--- WHAT IS BEING ASKED ---
The lines from the start of the records through the one containing "of range (chip" are to be transcribed exactly, and nothing else.

[Collected data]
-- Opening Marker --

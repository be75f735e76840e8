//! Error types for b53-core

use thiserror::Error;

/// Core error type
#[derive(Debug, Error)]
pub enum Error {
    /// The bus driver failed to move data
    #[error("bus I/O failed: {0}")]
    Io(#[from] std::io::Error),

    /// The SPI read acknowledge bit never came up
    #[error("SPI read of {page:02x}:{reg:02x} not acknowledged")]
    SpiTimeout {
        /// Page of the register being read
        page: u8,
        /// Register offset within the page
        reg: u8,
    },

    /// MDIO operation did not complete (strict mode only)
    #[error("MDIO access to {page:02x}:{reg:02x} timed out")]
    MdioTimeout {
        /// Page of the register being accessed
        page: u8,
        /// Register offset within the page
        reg: u8,
    },

    /// Identity register did not match any supported chip
    #[error("unsupported switch id 0x{id:x}")]
    UnknownChip {
        /// Last value read from the device id register
        id: u16,
    },

    /// Forwarding enable bit did not latch during reset
    #[error("failed to enable switch forwarding")]
    ResetFailed,

    /// Port index beyond the chip's port count
    #[error("port {port} out of range (chip has {ports} ports)")]
    InvalidPort {
        /// Requested port
        port: u8,
        /// Number of ports on the chip
        ports: u8,
    },

    /// Port has no PHY status (CPU/IMP port or unused MII port)
    #[error("port {port} has no link status")]
    NoPhyStatus {
        /// Requested port
        port: u8,
    },

    /// VLAN table index beyond the table size
    #[error("VLAN index {index} out of range (table has {count} entries)")]
    InvalidVlanIndex {
        /// Requested entry
        index: u16,
        /// Number of entries in the table
        count: u16,
    },

    /// VLAN table entry that cannot be configured on this chip
    #[error("VLAN entry {index} is reserved on this chip")]
    ReservedVlan {
        /// Requested entry
        index: u16,
    },

    /// VLAN id does not fit the chip's VID field
    #[error("VLAN id {vid} exceeds maximum {max}")]
    InvalidVlanId {
        /// Requested VLAN id
        vid: u16,
        /// Largest representable VLAN id
        max: u16,
    },

    /// Speed summary register holds a reserved encoding
    #[error("port {port} reports reserved speed encoding {bits}")]
    InvalidSpeed {
        /// Port whose speed was decoded
        port: u8,
        /// Raw speed field
        bits: u8,
    },

    /// Operation not available on this chip family
    #[error("{0} not supported on this chip")]
    Unsupported(&'static str),

    /// A previous holder of the bus lock panicked
    #[error("bus lock poisoned")]
    LockPoisoned,
}

/// Result type alias using the core Error type
pub type Result<T> = std::result::Result<T, Error>;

-- Closing Marker --

--- REPLY TO THE TASK ---
repository be75f735e76840e8
//! Error types for b53-core

use thiserror::Error;

/// Core error type
#[derive(Debug, Error)]
pub enum Error {
    /// The bus driver failed to move data
    #[error("bus I/O failed: {0}")]
    Io(#[from] std::io::Error),

    /// The SPI read acknowledge bit never came up
    #[error("SPI read of {page:02x}:{reg:02x} not acknowledged")]
    SpiTimeout {
        /// Page of the register being read
        page: u8,
        /// Register offset within the page
        reg: u8,
    },

    /// MDIO operation did not complete (strict mode only)
    #[error("MDIO access to {page:02x}:{reg:02x} timed out")]
    MdioTimeout {
        /// Page of the register being accessed
        page: u8,
        /// Register offset within the page
        reg: u8,
    },

    /// Identity register did not match any supported chip
    #[error("unsupported switch id 0x{id:x}")]
    UnknownChip {
        /// Last value read from the device id register
        id: u16,
    },

    /// Forwarding enable bit did not latch during reset
    #[error("failed to enable switch forwarding")]
    ResetFailed,

    /// Port index beyond the chip's port count
    #[error("port {port} out of range (chip has {ports} ports)")]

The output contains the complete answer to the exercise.